5. The Bayern Ticket
Many visitors to Bavaria aren’t aware of the existence of something called a Bayern Ticket – Bayern being the German term for Bavaria – but if you plan to travel around the region by train, it could prove to be your favourite travel companion.
The deal is this: you can travel anywhere in Bavaria between 9am and 3am the following day on any of the local RE or RB trains, which may not be as fast as the high-speed inter-city expresses but are less likely to be delayed – yes, German trains are sometimes delayed, believe it or not!
A Bayern Ticket Single for one person will set you back 20€ from a ticket machine, and slightly more if you buy it from the ticket office. You can also get a Bayern Ticket for up to 5 people for 28€ making it an even better value for money. Even if you’re travelling alone you might find yourself approached at the train station by people who want to share their Bayern Ticket with you or would like to share yours, and this is all perfectly legitimate.

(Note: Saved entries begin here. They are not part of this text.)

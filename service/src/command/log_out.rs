//! [`Command`] for logging a [`User`] out.

use std::convert::Infallible;

#[cfg(doc)]
use crate::domain::view::View;
use crate::{
    domain::{Session, User},
    Service,
};

use super::Command;

/// [`Command`] for logging a [`User`] out.
///
/// Leaves a [`View`] requiring a logged-in [`User`], if one is displayed.
#[derive(Debug)]
pub struct LogOut<'s> {
    /// [`Session`] to log out.
    pub session: &'s mut Session,
}

impl<'s, Db, Bk> Command<LogOut<'s>> for Service<Db, Bk> {
    /// Logged out [`User`], if there was any.
    type Ok = Option<User>;
    type Err = Infallible;

    async fn execute(&self, cmd: LogOut<'s>) -> Result<Self::Ok, Self::Err> {
        let LogOut { session } = cmd;

        let user = session.user.take();
        let left = session.router.leave_restricted();
        if let Some(user) = &user {
            tracing::info!(email = %user.email, left_view = left, "user logged out");
        }

        Ok(user)
    }
}

#[cfg(test)]
mod spec {
    use crate::{
        command::{Command as _, LogIn, Navigate},
        domain::{
            user,
            view::{Destination, View},
            Session,
        },
        spec::service,
    };

    use super::LogOut;

    #[tokio::test]
    async fn leaves_profile() {
        let svc = service();
        let mut session = Session::default();
        _ = svc
            .execute(LogIn {
                session: &mut session,
                name: user::Name::new("Ana").unwrap(),
                email: user::Email::new("ana@email.com").unwrap(),
            })
            .await
            .unwrap();
        _ = svc
            .execute(Navigate {
                session: &mut session,
                to: Destination::Profile,
            })
            .await
            .unwrap();
        assert_eq!(session.router.view(), View::Profile);

        let user = svc
            .execute(LogOut {
                session: &mut session,
            })
            .await
            .unwrap();

        assert!(user.is_some());
        assert!(!session.is_logged_in());
        assert_eq!(session.router.view(), View::Home);
    }

    #[tokio::test]
    async fn is_noop_when_logged_out() {
        let svc = service();
        let mut session = Session::default();

        let user = svc
            .execute(LogOut {
                session: &mut session,
            })
            .await
            .unwrap();

        assert!(user.is_none());
        assert_eq!(session.router.view(), View::Home);
    }
}
impl AsError for command::checkout::ExecutionError {
    fn try_as_error(&self) -> Option<Error> {
        define_error! {
            enum Error {
                #[code = "EMPTY_CART"]
                #[message = "The cart is empty: `add <listing>` first"]
                EmptyCart,
            }
        }

        match self {
            Self::Backend(e) => e.try_as_error(),
            Self::EmptyCart => Some(Error::EmptyCart.into()),
        }
    }
}

impl AsError for command::update_user_name::ExecutionError {
    fn try_as_error(&self) -> Option<Error> {
        match self {
            Self::NotLoggedIn => Some(ShellError::LogInRequired.into()),
        }
    }
}

impl AsError for command::update_user_email::ExecutionError {
    fn try_as_error(&self) -> Option<Error> {
        match self {
            Self::NotLoggedIn => Some(ShellError::LogInRequired.into()),
        }
    }
}

impl AsError for command::update_user_phone::ExecutionError {
    fn try_as_error(&self) -> Option<Error> {
        match self {
            Self::NotLoggedIn => Some(ShellError::LogInRequired.into()),
        }
    }
}

impl AsError for command::update_user_settings::ExecutionError {
    fn try_as_error(&self) -> Option<Error> {
        match self {
            Self::NotLoggedIn => Some(ShellError::LogInRequired.into()),
        }
    }
}

impl AsError for query::transactions::ExecutionError {
    fn try_as_error(&self) -> Option<Error> {
        match self {
            Self::Db(e) => e.try_as_error(),
            Self::NotLoggedIn => Some(ShellError::LogInRequired.into()),
        }
    }
}

#[cfg(test)]
mod spec {
    use service::infra::{backend::Unconnected, InMemory};

    use crate::{Context, Service};

    use super::{Reply, Shell};

    fn shell() -> Shell {
        Shell::new(Context::new(Service::new(
            service::Config::default(),
            InMemory::builtin().unwrap(),
            Unconnected,
        )))
    }

    async fn print(shell: &mut Shell, line: &str) -> String {
        match shell.handle(line).await {
            Some(Reply::Print(text)) => text,
            other => panic!("unexpected reply to `{line}`: {other:?}"),
        }
    }

    #[tokio::test]
    async fn starts_at_catalog() {
        let mut shell = shell();

        let out = print(&mut shell, "show").await;

        assert!(out.starts_with("HOME: 6 listing(s)"), "{out}");
    }

    #[tokio::test]
    async fn ignores_blank_lines_and_quits() {
        let mut shell = shell();

        assert_eq!(shell.handle("   ").await, None);
        assert_eq!(shell.handle("quit").await, Some(Reply::Quit));
    }

    #[tokio::test]
    async fn notices_unknown_commands() {
        let mut shell = shell();

        let out = print(&mut shell, "fly away").await;

        assert!(out.starts_with("[INVALID_INPUT]"), "{out}");
    }

    #[tokio::test]
    async fn resumes_restricted_page_after_log_in() {
        let mut shell = shell();

        let out = print(&mut shell, "dashboard").await;
        assert!(out.contains("Log in to open this page"), "{out}");
        assert!(out.contains("HOME:"), "{out}");

        let out = print(&mut shell, "login ana@email.com Ana").await;
        assert!(out.starts_with("Welcome, Ana!"), "{out}");
        assert!(out.contains("DASHBOARD: welcome, Ana"), "{out}");
    }

    #[tokio::test]
    async fn leaves_restricted_page_on_log_out() {
        let mut shell = shell();
        _ = print(&mut shell, "login ana@email.com Ana").await;
        _ = print(&mut shell, "profile").await;

        let out = print(&mut shell, "logout").await;

        assert!(out.contains("HOME:"), "{out}");
        assert_eq!(print(&mut shell, "logout").await, "Nobody is logged in.");
    }

    #[tokio::test]
    async fn computes_cart_totals() {
        let mut shell = shell();

        let out = print(&mut shell, "add 1").await;

        assert!(out.contains("CART: 1 listing(s), 1 unit(s)"), "{out}");
        assert!(out.contains("Total:             872000BRL"), "{out}");

        let out = print(&mut shell, "qty 1 0").await;
        assert!(out.contains("Removed #1"), "{out}");
        assert!(out.contains("CART is empty"), "{out}");

        let out = print(&mut shell, "remove 1").await;
        assert!(out.starts_with("[NOT_IN_CART]"), "{out}");
    }

    #[tokio::test]
    async fn configures_settings_of_logged_in_user() {
        let mut shell = shell();

        let out = print(&mut shell, "theme dark").await;
        assert!(out.starts_with("[LOG_IN_REQUIRED]"), "{out}");

        _ = print(&mut shell, "login ana@email.com Ana").await;
        _ = print(&mut shell, "notify sms-alerts on").await;
        let out = print(&mut shell, "currency usd").await;

        assert!(out.contains("SMS_ALERTS           on"), "{out}");
        assert!(out.contains("currency USD"), "{out}");
        let user = shell.context().session().user.as_ref().unwrap();
        assert_eq!(user.settings.currency.to_string(), "USD");
    }

    #[tokio::test]
    async fn negative_quantity_empties_line() {
        let mut shell = shell();
        _ = print(&mut shell, "add 1").await;
        _ = print(&mut shell, "add 3 rent").await;

        let out = print(&mut shell, "qty 1 -1").await;

        assert!(out.contains("Removed #1"), "{out}");
        assert!(out.contains("CART: 1 listing(s), 1 unit(s)"), "{out}");
        assert!(shell.context().session().cart.line(1.into()).is_none());
    }

    #[tokio::test]
    async fn checks_out_with_contact_details() {
        let mut shell = shell();
        _ = print(&mut shell, "add 2 rent").await;

        let out = print(&mut shell, "checkout cash").await;
        assert!(out.starts_with("[LOG_IN_REQUIRED]"), "{out}");

        _ = print(&mut shell, "login ana@email.com Ana").await;
        let out = print(&mut shell, "checkout cash").await;
        assert!(out.starts_with("[PHONE_REQUIRED]"), "{out}");

        _ = print(&mut shell, "phone +55 (11) 99999-9999").await;
        let out = print(&mut shell, "checkout financing 2030-01-15").await;
        assert!(out.contains("receipt"), "{out}");
        assert!(shell.context().session().cart.is_empty());

        let out = print(&mut shell, "checkout cash").await;
        assert!(out.starts_with("[EMPTY_CART]"), "{out}");
    }

    #[tokio::test]
    async fn filters_current_list() {
        let mut shell = shell();
        _ = print(&mut shell, "fav 1").await;
        _ = print(&mut shell, "fav 6").await;

        let out = print(&mut shell, "favorites").await;
        assert!(
            out.starts_with("FAVORITES: 2 of 2, sorted by RECENT"),
            "{out}",
        );

        let out = print(&mut shell, "category loft").await;
        assert!(out.starts_with("FAVORITES: 1 of 2"), "{out}");

        let out = print(&mut shell, "home").await;
        assert!(out.starts_with("HOME: 6 listing(s)"), "{out}");
    }

    #[tokio::test]
    async fn browses_photos_of_opened_listing() {
        let mut shell = shell();

        let out = print(&mut shell, "next").await;
        assert!(out.starts_with("[NO_LISTING_OPENED]"), "{out}");

        _ = print(&mut shell, "open 3").await;
        let out = print(&mut shell, "prev").await;
        assert!(out.contains("Photo 5/5"), "{out}");
    }

    #[tokio::test]
    async fn toggles_only_existing_favorites() {
        let mut shell = shell();

        let out = print(&mut shell, "fav 99").await;

        assert!(out.starts_with("[LISTING_NOT_FOUND]"), "{out}");
        assert!(shell.context().session().favorites.is_empty());
    }
}
//! Service contains the business logic of a real estate browsing session.
#![deny(
    nonstandard_style,
    rust_2018_idioms,
    rustdoc::all,
    trivial_casts,
    trivial_numeric_casts,
    unsafe_code
)]
#![forbid(non_ascii_idents)]
#![warn(
    clippy::allow_attributes,
    clippy::allow_attributes_without_reason,
    clippy::pedantic,
    clippy::wildcard_enum_match_arm,
    deprecated_in_future,
    missing_copy_implementations,
    missing_debug_implementations,
    missing_docs,
    unreachable_pub,
    unused_crate_dependencies,
    unused_import_braces,
    unused_labels,
    unused_lifetimes,
    unused_qualifications,
    unused_results
)]

pub mod command;
pub mod domain;
pub mod infra;
pub mod query;
pub mod read;

#[cfg(doc)]
use infra::{Backend, Database};

pub use self::{command::Command, query::Query};

/// [`Service`] configuration.
#[derive(Clone, Copy, Debug, Default)]
pub struct Config {
    /// [`domain::cart::Pricing`] of [`domain::Cart`] totals.
    pub pricing: domain::cart::Pricing,
}

/// Domain service.
#[derive(Clone, Debug)]
pub struct Service<Db, Bk> {
    /// Configuration of this [`Service`].
    config: Config,

    /// [`Database`] of this [`Service`].
    database: Db,

    /// [`Backend`] of this [`Service`].
    backend: Bk,
}

impl<Db, Bk> Service<Db, Bk> {
    /// Creates a new [`Service`] with the provided parameters.
    #[must_use]
    pub fn new(config: Config, database: Db, backend: Bk) -> Self {
        Self {
            config,
            database,
            backend,
        }
    }

    /// Returns [`Config`] of this [`Service`].
    #[must_use]
    pub fn config(&self) -> &Config {
        &self.config
    }

    /// Returns [`Database`] of this [`Service`].
    #[must_use]
    pub fn database(&self) -> &Db {
        &self.database
    }

    /// Returns [`Backend`] of this [`Service`].
    #[must_use]
    pub fn backend(&self) -> &Bk {
        &self.backend
    }
}

#[cfg(test)]
mod spec {
    use crate::{infra, Config, Service};

    /// [`Service`] over the built-in catalog and an unconnected backend.
    pub(crate) type TestService =
        Service<infra::InMemory, infra::backend::Unconnected>;

    /// Creates a new [`TestService`] with the default [`Config`].
    pub(crate) fn service() -> TestService {
        Service::new(
            Config::default(),
            infra::InMemory::builtin().unwrap(),
            infra::backend::Unconnected,
        )
    }
}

One of the best features of the Bayern Ticket is that you can also use it on most local transport networks once you reach your destination, which means that for no extra cost you can travel on the subway in Munich, take the bus from Oberammergau to King Ludwig’s Linderhof Palace, or tram your way around Nuremberg.
>> Learn about Germany rail passes
6. Free Art
If you’re an art lover there are a number of world-class art museums in Bavaria, the most high-profile of which are probably the Old, New and Modern Pinakotheks in Munich – but it’s worth remembering that you can also experience stunning art and architectural highlights for free by dipping into a church. I can’t count the times I’ve pushed open the heavy wooden door of a Bavarian church, which looked pretty standard from the outside, to find myself amazed by the stunning frescoes, wood carvings, and gilded decoration I found inside.
Do not be afraid to enter any church you come across – as long as it’s open it’s all right to go inside. Often churches prove to be treasure troves of local history as well as being pretty to look at. One of the most impressive churches that you can visit for free in Bavaria has to be the so-called Asamkirche on Sendlinger Strasse in Munich, which takes its name from the Asam brothers who designed and built it. Easy to miss because of how unremarkable it looks from the outside, peek inside and you will discover a breath-taking Baroque masterpiece.
During the summer months many Bavarian towns hold a weekend-long festival, or fest, where there is live music, free-flowing beer, and all the sausage you can stomach. The music is often pretty good, but the atmosphere is what really makes these events so enjoyable.
Anybody who’s anybody will be out celebrating and they’re perfectly happy to welcome visitors who want to come along for the ride. Personally, I’ll never forget the time I arrived in Regensburg after a long bike ride to unexpectedly find the streets of this small, medieval town so full of revellers that I could hardly manoeuvre my bicycle through the melee to get the schnitzel burger I so badly needed after all that fresh air! Later on, I got up to dance and sing along as a very good bootleg Beatles band in full Sergeant Pepper get-up belted out the hits.
You can find out about events like this in advance by going to the website of a town you’re interested in visiting, which is almost always available in English too.
All you have to do now is starting planning that Bavaria trip!